I didn’t go down that route. Instead, unintentionally, I chose trial and error. And much closer to home.
In my first attempt to find out who I truly was, I pursued cold, hard cash. From the tender age of 12, I learned the art of profiteering. I’d buy a multipack of sweets for £1 and then sell each individual packet in school at a marked-up price. For every £1 invested in sugar I’d make £2 profit in coins. I took home around £10 a week, which wasn’t too bad for someone not yet in their teens. However, fast-forward a couple of years and that weekly tenner just wasn’t cutting it for me any more. I wanted more; I needed a more profitable hustle.
Out of all my friends I was probably the most obsessed with music, always the first to listen to newly released albums and singles. I had a portable CD player that fit just perfectly inside the side pocket of my blazer. It wasn’t the best design – it used to skip songs every time I ran or made a sudden movement – but it meant that I always had the latest music playing on my way to and from class. I soon realised that there was a demand for new music in school, and hit upon a fresh financial scheme.
At home I would curate a mix of all the latest songs, burning them on to cheap blank CDs. I’d choose the best R&B, hip-hop and UK garage tracks, and fit as many on to a disc as possible. I’d then sell the CDs at break-time for £5. On a good day I’d make upwards of £40 and boost my reputation as the finest music connoisseur in year nine. The whole operation was obviously illegal, as I didn’t have permission from any of the music artists to use their songs, but hopefully I’ll never get in trouble for it as I didn’t know any better at the time. Anyway, the money went towards feeding my desires for the latest trainers or name brand clothes.
Whatever weird and wonderful ways there were to make money, I was all in. I called it business acumen, but most called me the ‘black Del Boy’. Although I’d found some skill in being a young trader, I soon realised that it didn’t really solve any of my deep-rooted problems or give me the satisfaction I had so greatly anticipated.
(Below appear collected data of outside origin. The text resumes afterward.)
//! JSON rendering.
//!
//! Tables render as an indented JSON array of objects. Keys keep header order,
//! rows keep input order, and non-ASCII text is written as-is rather than as
//! `\u` escapes.
//!
//! ```rust
//! use tabjson::{parse_table, to_string_pretty};
//!
//! let table = parse_table("Город\nКазань", "\t").unwrap();
//! let json = to_string_pretty(&table).unwrap();
//! assert_eq!(json, "[\n  {\n    \"Город\": \"Казань\"\n  }\n]");
//! ```

use crate::{Result, Table, TableOptions};
use serde::Serialize;
use serde_json::ser::PrettyFormatter;
use std::io;

/// Writes JSON for any `T: Serialize` with the given indentation width.
///
/// # Errors
///
/// Returns an error if serialization fails or the writer fails.
pub fn write_json<W, T>(writer: W, value: &T, indent: usize) -> Result<()>
where
    W: io::Write,
    T: ?Sized + Serialize,
{
    let indent = " ".repeat(indent);
    let formatter = PrettyFormatter::with_indent(indent.as_bytes());
    let mut serializer = serde_json::Serializer::with_formatter(writer, formatter);
    value.serialize(&mut serializer)?;
    Ok(())
}

/// Renders a table to a JSON string using the indentation from `options`.
///
/// # Errors
///
/// Returns an error if serialization fails.
pub fn render(table: &Table, options: &TableOptions) -> Result<String> {
    let mut buf = Vec::with_capacity(256);
    write_json(&mut buf, table, options.indent)?;
    String::from_utf8(buf).map_err(crate::Error::custom)
}
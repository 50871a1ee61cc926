//! The parsed table: header row plus ordered records.
//!
//! A [`Table`] serializes as a plain sequence of records, which is what ends up
//! in the JSON output. The header row is kept alongside so callers can see the
//! column names as they were read, including duplicates and names that only
//! ever mapped to null.

use crate::Record;
use serde::{Deserialize, Deserializer, Serialize, Serializer};

/// Ordered records produced from table text.
///
/// # Examples
///
/// ```rust
/// use tabjson::parse_table;
///
/// let table = parse_table("A\tB\n1\t2\n3", "\t").unwrap();
/// assert_eq!(table.headers(), ["A", "B"]);
/// assert_eq!(table.len(), 2);
/// assert_eq!(table.rows()[1].get("B"), Some(&None));
/// ```
#[derive(Debug, Clone, PartialEq, Eq, Default)]
pub struct Table {
    headers: Vec<String>,
    rows: Vec<Record>,
}

impl Table {
    pub fn new(headers: Vec<String>, rows: Vec<Record>) -> Self {
        Table { headers, rows }
    }

    /// Column names in the order they appeared on the header line.
    #[must_use]
    pub fn headers(&self) -> &[String] {
        &self.headers
    }

    #[must_use]
    pub fn rows(&self) -> &[Record] {
        &self.rows
    }

    /// Number of records (the header line is not counted).
    #[must_use]
    pub fn len(&self) -> usize {
        self.rows.len()
    }

    #[must_use]
    pub fn is_empty(&self) -> bool {
        self.rows.is_empty()
    }

    pub fn iter(&self) -> std::slice::Iter<'_, Record> {
        self.rows.iter()
    }

    #[must_use]
    pub fn into_rows(self) -> Vec<Record> {
        self.rows
    }
}

impl IntoIterator for Table {
    type Item = Record;
    type IntoIter = std::vec::IntoIter<Record>;

    fn into_iter(self) -> Self::IntoIter {
        self.rows.into_iter()
    }
}

impl<'a> IntoIterator for &'a Table {
    type Item = &'a Record;
    type IntoIter = std::slice::Iter<'a, Record>;

    fn into_iter(self) -> Self::IntoIter {
        self.rows.iter()
    }
}

impl Serialize for Table {
    fn serialize<S>(&self, serializer: S) -> Result<S::Ok, S::Error>
    where
        S: Serializer,
    {
        serializer.collect_seq(&self.rows)
    }
}

impl<'de> Deserialize<'de> for Table {
    /// Reads a sequence of records. JSON carries no separate header row, so
    /// the first record's keys stand in for it.
    fn deserialize<D>(deserializer: D) -> Result<Self, D::Error>
    where
        D: Deserializer<'de>,
    {
        let rows = Vec::<Record>::deserialize(deserializer)?;
        let headers = rows
            .first()
            .map(|row| row.keys().cloned().collect())
            .unwrap_or_default();
        Ok(Table { headers, rows })
    }
}
//! SchemaContext: disk-backed API surface for the schema registry.
//!
//! Manages resource schemas as YAML files under a `schemas/` directory and
//! keeps a [`SchemaRegistry`] in memory for lookup.

use std::path::{Path, PathBuf};
use std::sync::Arc;

use tokio::fs;
use tracing::debug;
use ulid::Ulid;

use crate::error::{FieldsError, Result};
use crate::registry::SchemaRegistry;
use crate::types::ResourceSchema;

/// A collection of default resource schemas.
///
/// Consumers build this to pass to `SchemaContextBuilder::with_defaults()`.
/// On open, defaults that don't already exist on disk are written.
#[derive(Debug, Clone, Default)]
pub struct SchemaDefaults {
    schemas: Vec<ResourceSchema>,
}

impl SchemaDefaults {
    pub fn new() -> Self {
        Self::default()
    }

    /// Add a default resource schema.
    pub fn schema(mut self, def: ResourceSchema) -> Self {
        self.schemas.push(def);
        self
    }

    /// Access the schemas.
    pub fn schemas(&self) -> &[ResourceSchema] {
        &self.schemas
    }

    /// Build an in-memory registry straight from the defaults, skipping disk.
    pub fn into_registry(self) -> Result<SchemaRegistry> {
        SchemaRegistry::new(self.schemas)
    }
}

/// Builder for `SchemaContext`. Created by `SchemaContext::open()`.
pub struct SchemaContextBuilder {
    root: PathBuf,
    defaults: Option<SchemaDefaults>,
}

impl SchemaContextBuilder {
    /// Provide default schemas. Defaults are seeded on first open; existing
    /// files are preserved.
    pub fn with_defaults(mut self, defaults: SchemaDefaults) -> Self {
        self.defaults = Some(defaults);
        self
    }

    /// Build the context: create directories, seed defaults, load from disk.
    pub async fn build(self) -> Result<SchemaContext> {
        let root = self.root;
        fs::create_dir_all(root.join("schemas")).await?;

        if let Some(defaults) = self.defaults {
            seed_defaults(&root, &defaults).await?;
        }

        let mut ctx = SchemaContext {
            root,
            registry: SchemaRegistry::default(),
        };
        ctx.load_schemas().await?;

        debug!(schemas = ctx.registry.len(), "schema context opened");

        Ok(ctx)
    }
}

/// Seed default schemas that don't already exist on disk (name-matched).
async fn seed_defaults(root: &Path, defaults: &SchemaDefaults) -> Result<()> {
    let schemas_dir = root.join("schemas");
    for def in defaults.schemas() {
        let path = schemas_dir.join(format!("{}.yaml", def.name));
        if !path.exists() {
            let yaml = serde_yaml_ng::to_string(def)?;
            atomic_write(&path, yaml.as_bytes()).await?;
            debug!(name = %def.name, "seeded default resource schema");
        }
    }
    Ok(())
}

/// Context for resource schemas.
///
/// Owns a directory on disk with the structure:
/// ```text
/// registry/
///   schemas/    ← one .yaml per resource type
/// ```
pub struct SchemaContext {
    root: PathBuf,
    registry: SchemaRegistry,
}

impl SchemaContext {
    /// Open or create a registry directory. Returns a builder for optional configuration.
    ///
    /// ```rust,ignore
    /// let ctx = SchemaContext::open(path)
    ///     .with_defaults(cloud_schema_defaults())
    ///     .build()
    ///     .await?;
    /// ```
    pub fn open(root: impl Into<PathBuf>) -> SchemaContextBuilder {
        SchemaContextBuilder {
            root: root.into(),
            defaults: None,
        }
    }

    pub fn registry(&self) -> &SchemaRegistry {
        &self.registry
    }

    /// Consume the context, keeping only the in-memory registry.
    pub fn into_registry(self) -> SchemaRegistry {
        self.registry
    }

    pub fn get_schema(&self, name: &str) -> Option<&Arc<ResourceSchema>> {
        self.registry.get(name)
    }

    /// Write (create or update) a schema. Validates, then persists to YAML immediately.
    pub async fn write_schema(&mut self, def: &ResourceSchema) -> Result<()> {
        def.validate()?;
        let yaml = serde_yaml_ng::to_string(def)?;
        atomic_write(&self.schema_path(&def.name), yaml.as_bytes()).await?;
        self.registry.insert(def.clone())?;
        Ok(())
    }

    /// Delete a schema by entity type name.
    pub async fn delete_schema(&mut self, name: &str) -> Result<()> {
        if self.registry.remove(name).is_none() {
            return Err(FieldsError::SchemaNotFound {
                name: name.to_string(),
            });
        }
        let _ = fs::remove_file(self.schema_path(name)).await;
        Ok(())
    }

    /// The root directory path.
    pub fn root(&self) -> &Path {
        &self.root
    }

    fn schema_path(&self, name: &str) -> PathBuf {
        self.root.join("schemas").join(format!("{name}.yaml"))
    }

    async fn load_schemas(&mut self) -> Result<()> {
        let schemas_dir = self.root.join("schemas");
        let mut paths = Vec::new();
        let mut entries = fs::read_dir(&schemas_dir).await?;
        while let Some(entry) = entries.next_entry().await? {
            let path = entry.path();
            if path.extension().and_then(|e| e.to_str()) == Some("yaml") {
                paths.push(path);
            }
        }
        // read_dir order is platform dependent
        paths.sort();

        for path in paths {
            let content = fs::read_to_string(&path).await?;
            let parsed = serde_yaml_ng::from_str::<ResourceSchema>(&content)
                .map_err(FieldsError::from)
                .and_then(|def| self.registry.insert(def));
            if let Err(e) = parsed {
                tracing::warn!(?path, %e, "skipping invalid resource schema");
            }
        }
        Ok(())
    }
}

/// Write to a temp file then rename for atomic persistence.
pub async fn atomic_write(path: &Path, data: &[u8]) -> Result<()> {
    let dir = path
        .parent()
        .ok_or_else(|| std::io::Error::new(std::io::ErrorKind::InvalidInput, "no parent dir"))?;
    let tmp = dir.join(format!(".tmp_{}", Ulid::new()));
    fs::write(&tmp, data).await?;
    fs::rename(&tmp, path).await?;
    Ok(())
}
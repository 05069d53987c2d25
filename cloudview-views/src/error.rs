//! Error types for view composition

use thiserror::Error;

use crate::fieldset::PolicyProblem;

/// Result type for view operations
pub type Result<T> = std::result::Result<T, ViewsError>;

/// Errors that can occur loading views or rendering records
#[derive(Debug, Error)]
pub enum ViewsError {
    /// No view definition for a resource type
    #[error("view not found: {entity_type}")]
    ViewNotFound { entity_type: String },

    /// A view definition disagrees with its resource schema
    #[error("invalid view for {entity_type}: {}", summarize(.problems))]
    InvalidView {
        entity_type: String,
        problems: Vec<PolicyProblem>,
    },

    /// The single-record renderer failed
    #[error("render failed: {message}")]
    Render { message: String },

    /// Record access error
    #[error(transparent)]
    Entity(#[from] cloudview_entity::EntityError),

    /// Schema lookup error
    #[error(transparent)]
    Fields(#[from] cloudview_fields::FieldsError),

    /// IO error
    #[error("IO error: {0}")]
    Io(#[from] std::io::Error),

    /// YAML serialization error
    #[error("YAML error: {0}")]
    Yaml(#[from] serde_yaml_ng::Error),
}

impl ViewsError {
    pub fn render(message: impl Into<String>) -> Self {
        Self::Render {
            message: message.into(),
        }
    }
}

fn summarize(problems: &[PolicyProblem]) -> String {
    problems
        .iter()
        .map(ToString::to_string)
        .collect::<Vec<_>>()
        .join("; ")
}

#[cfg(test)]
mod tests {
    use super::*;

    #[test]
    fn test_invalid_view_lists_every_problem() {
        let err = ViewsError::InvalidView {
            entity_type: "aws_cloud_volume".into(),
            problems: vec![
                PolicyProblem::DanglingField {
                    fieldset: "volume".into(),
                    field: "throughput".into(),
                },
                PolicyProblem::UnknownSelectable {
                    field: "kms_key".into(),
                },
            ],
        };
        let message = err.to_string();
        assert!(message.starts_with("invalid view for aws_cloud_volume: "));
        assert!(message.contains("throughput"));
        assert!(message.contains("; "));
        assert!(message.contains("kms_key"));
    }
}
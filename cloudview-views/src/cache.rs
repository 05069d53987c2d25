//! Cache of composed detail trees.

use std::collections::HashMap;
use std::sync::{RwLock, RwLockReadGuard, RwLockWriteGuard};

use cloudview_entity::{CacheInvalidator, Record};
use tracing::debug;
use ulid::Ulid;

use crate::fieldset::ViewDef;
use crate::render::RenderTree;
use crate::renderer::RenderContext;

#[derive(Debug, Clone, PartialEq, Eq, Hash)]
pub struct CacheKey {
    pub entity_type: String,
    pub id: Ulid,
    pub view_mode: String,
    pub langcode: Option<String>,
}

impl CacheKey {
    pub fn new(entity_type: impl Into<String>, id: Ulid, ctx: &RenderContext) -> Self {
        Self {
            entity_type: entity_type.into(),
            id,
            view_mode: ctx.view_mode.clone(),
            langcode: ctx.langcode.clone(),
        }
    }
}

/// A composed tree together with the inputs it was composed from.
#[derive(Debug, Clone)]
struct CachedRender {
    record: Record,
    view: ViewDef,
    tree: RenderTree,
}

/// Composed trees keyed by record and render variant.
///
/// An entry only answers for the exact record values and view it was built
/// from; an edited copy with the same id misses. Registered with the record
/// store as its [`CacheInvalidator`], so any write empties it.
#[derive(Debug, Default)]
pub struct RenderCache {
    entries: RwLock<HashMap<CacheKey, CachedRender>>,
}

impl RenderCache {
    pub fn new() -> Self {
        Self::default()
    }

    /// The tree cached under `key`, if it was composed from `record` and `view`.
    pub fn get(&self, key: &CacheKey, record: &Record, view: &ViewDef) -> Option<RenderTree> {
        self.read()
            .get(key)
            .filter(|hit| hit.record == *record && hit.view == *view)
            .map(|hit| hit.tree.clone())
    }

    pub fn insert(&self, key: CacheKey, record: &Record, view: &ViewDef, tree: RenderTree) {
        self.write().insert(
            key,
            CachedRender {
                record: record.clone(),
                view: view.clone(),
                tree,
            },
        );
    }

    pub fn len(&self) -> usize {
        self.read().len()
    }

    pub fn is_empty(&self) -> bool {
        self.read().is_empty()
    }

    // a poisoned lock still guards a usable map
    fn read(&self) -> RwLockReadGuard<'_, HashMap<CacheKey, CachedRender>> {
        self.entries.read().unwrap_or_else(|e| e.into_inner())
    }

    fn write(&self) -> RwLockWriteGuard<'_, HashMap<CacheKey, CachedRender>> {
        self.entries.write().unwrap_or_else(|e| e.into_inner())
    }
}

impl CacheInvalidator for RenderCache {
    fn invalidate_all(&self) {
        let mut entries = self.write();
        let dropped = entries.len();
        entries.clear();
        debug!(dropped, "render cache cleared");
    }
}
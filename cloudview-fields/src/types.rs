//! Core field and resource schema types.
//!
//! All types serialize to/from YAML via serde. A [`FieldDef`] describes one
//! named, typed attribute; a [`ResourceSchema`] lists every attribute of one
//! resource type together with the field used as the record's label.

use serde::{Deserialize, Serialize};

use crate::error::{FieldsError, Result};

/// Scalar value types a primitive field can hold.
#[derive(Debug, Clone, Copy, Serialize, Deserialize, PartialEq, Eq)]
#[serde(rename_all = "kebab-case")]
pub enum PrimitiveType {
    String,
    Boolean,
    Integer,
    Timestamp,
}

/// The type of a field: determines what shape the value takes.
#[derive(Debug, Clone, Serialize, Deserialize, PartialEq, Eq)]
#[serde(tag = "kind", rename_all = "kebab-case")]
pub enum FieldType {
    /// A single scalar value.
    Primitive { primitive: PrimitiveType },
    /// Zero or more structured items (tags, IP permission rules, ...).
    /// `properties` lists the item keys in display order.
    CompositeRepeated {
        #[serde(default)]
        properties: Vec<String>,
    },
}

impl FieldType {
    pub fn primitive(&self) -> Option<PrimitiveType> {
        match self {
            FieldType::Primitive { primitive } => Some(*primitive),
            FieldType::CompositeRepeated { .. } => None,
        }
    }

    pub fn is_composite(&self) -> bool {
        matches!(self, FieldType::CompositeRepeated { .. })
    }
}

/// How a field value is displayed.
#[derive(Debug, Clone, Copy, Serialize, Deserialize, PartialEq, Eq)]
#[serde(rename_all = "kebab-case")]
pub enum Display {
    Text,
    Boolean,
    Number,
    Timestamp,
    Table,
}

/// How a field sorts.
#[derive(Debug, Clone, Copy, Serialize, Deserialize, PartialEq, Eq)]
#[serde(rename_all = "kebab-case")]
pub enum SortKind {
    Alphanumeric,
    Numeric,
    Datetime,
}

/// A field definition: the complete schema for a single named attribute.
#[derive(Debug, Clone, Serialize, Deserialize, PartialEq)]
pub struct FieldDef {
    pub name: String,
    pub label: String,
    #[serde(default, skip_serializing_if = "Option::is_none")]
    pub description: Option<String>,
    #[serde(rename = "type")]
    pub type_: FieldType,
    #[serde(default)]
    pub read_only: bool,
    #[serde(default)]
    pub weight: i32,
    #[serde(default, skip_serializing_if = "Option::is_none")]
    pub display: Option<Display>,
    #[serde(default, skip_serializing_if = "Option::is_none")]
    pub sort: Option<SortKind>,
}

impl FieldDef {
    pub fn new(name: impl Into<String>, label: impl Into<String>, type_: FieldType) -> Self {
        Self {
            name: name.into(),
            label: label.into(),
            description: None,
            type_,
            read_only: false,
            weight: 0,
            display: None,
            sort: None,
        }
    }

    pub fn string(name: impl Into<String>, label: impl Into<String>) -> Self {
        Self::primitive(name, label, PrimitiveType::String)
    }

    pub fn boolean(name: impl Into<String>, label: impl Into<String>) -> Self {
        Self::primitive(name, label, PrimitiveType::Boolean)
    }

    pub fn integer(name: impl Into<String>, label: impl Into<String>) -> Self {
        Self::primitive(name, label, PrimitiveType::Integer)
    }

    pub fn timestamp(name: impl Into<String>, label: impl Into<String>) -> Self {
        Self::primitive(name, label, PrimitiveType::Timestamp)
    }

    /// A repeated composite field whose items carry `properties`.
    pub fn composite(
        name: impl Into<String>,
        label: impl Into<String>,
        properties: &[&str],
    ) -> Self {
        Self::new(
            name,
            label,
            FieldType::CompositeRepeated {
                properties: properties.iter().map(|p| p.to_string()).collect(),
            },
        )
    }

    fn primitive(name: impl Into<String>, label: impl Into<String>, primitive: PrimitiveType) -> Self {
        Self::new(name, label, FieldType::Primitive { primitive })
    }

    pub fn read_only(mut self) -> Self {
        self.read_only = true;
        self
    }

    pub fn weight(mut self, weight: i32) -> Self {
        self.weight = weight;
        self
    }

    pub fn describe(mut self, description: impl Into<String>) -> Self {
        self.description = Some(description.into());
        self
    }

    pub fn with_display(mut self, display: Display) -> Self {
        self.display = Some(display);
        self
    }

    pub fn with_sort(mut self, sort: SortKind) -> Self {
        self.sort = Some(sort);
        self
    }

    /// Only scalar columns can back a list filter.
    pub fn is_filterable(&self) -> bool {
        !self.type_.is_composite()
    }

    /// Infer display from field type if not explicitly set.
    pub fn effective_display(&self) -> Display {
        if let Some(d) = self.display {
            return d;
        }
        match self.type_ {
            FieldType::Primitive {
                primitive: PrimitiveType::String,
            } => Display::Text,
            FieldType::Primitive {
                primitive: PrimitiveType::Boolean,
            } => Display::Boolean,
            FieldType::Primitive {
                primitive: PrimitiveType::Integer,
            } => Display::Number,
            FieldType::Primitive {
                primitive: PrimitiveType::Timestamp,
            } => Display::Timestamp,
            FieldType::CompositeRepeated { .. } => Display::Table,
        }
    }

    /// Infer sort from field type if not explicitly set. Composite fields don't sort.
    pub fn effective_sort(&self) -> Option<SortKind> {
        if self.sort.is_some() {
            return self.sort;
        }
        match self.type_.primitive()? {
            PrimitiveType::String | PrimitiveType::Boolean => Some(SortKind::Alphanumeric),
            PrimitiveType::Integer => Some(SortKind::Numeric),
            PrimitiveType::Timestamp => Some(SortKind::Datetime),
        }
    }
}

/// A resource schema: every field of one resource type.
#[derive(Debug, Clone, Serialize, Deserialize, PartialEq)]
pub struct ResourceSchema {
    /// Entity type identifier, e.g. `aws_cloud_instance`.
    pub name: String,
    /// Human readable resource name, e.g. `Instance`.
    pub label: String,
    /// Field whose value labels a record (usually `name`).
    pub label_field: String,
    #[serde(default)]
    pub fields: Vec<FieldDef>,
}

impl ResourceSchema {
    pub fn new(
        name: impl Into<String>,
        label: impl Into<String>,
        label_field: impl Into<String>,
    ) -> Self {
        Self {
            name: name.into(),
            label: label.into(),
            label_field: label_field.into(),
            fields: Vec::new(),
        }
    }

    /// Append a field. Weights left at zero take the declaration position.
    pub fn field(mut self, mut def: FieldDef) -> Self {
        if def.weight == 0 {
            def.weight = self.fields.len() as i32;
        }
        self.fields.push(def);
        self
    }

    /// Append several fields in order.
    pub fn fields(self, defs: impl IntoIterator<Item = FieldDef>) -> Self {
        defs.into_iter().fold(self, ResourceSchema::field)
    }

    pub fn get_field(&self, name: &str) -> Option<&FieldDef> {
        self.fields.iter().find(|f| f.name == name)
    }

    /// Like [`get_field`](Self::get_field) but fails with `FieldNotFound`.
    pub fn require_field(&self, name: &str) -> Result<&FieldDef> {
        self.get_field(name).ok_or_else(|| FieldsError::FieldNotFound {
            entity_type: self.name.clone(),
            name: name.to_string(),
        })
    }

    pub fn contains(&self, name: &str) -> bool {
        self.get_field(name).is_some()
    }

    pub fn field_names(&self) -> impl Iterator<Item = &str> {
        self.fields.iter().map(|f| f.name.as_str())
    }

    /// Check name uniqueness and that the label field exists.
    pub fn validate(&self) -> Result<()> {
        let mut seen = std::collections::HashSet::new();
        for field in &self.fields {
            if !seen.insert(field.name.as_str()) {
                return Err(FieldsError::DuplicateFieldName {
                    entity_type: self.name.clone(),
                    name: field.name.clone(),
                });
            }
        }
        if !self.contains(&self.label_field) {
            return Err(FieldsError::LabelFieldMissing {
                entity_type: self.name.clone(),
                field: self.label_field.clone(),
            });
        }
        Ok(())
    }
}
I turned my attention to other interests, such as girls, clothes and cars, but I found similar feelings of dissatisfaction. My teenage romances would break down as we discovered we were imperfect people looking for perfection. My love for cars and clothes left me feeling frantic, struggling to keep up with ever-changing trends. I was discovering that placing my identity in imperfect people or impermanent things meant that in losing those, I’d lose myself.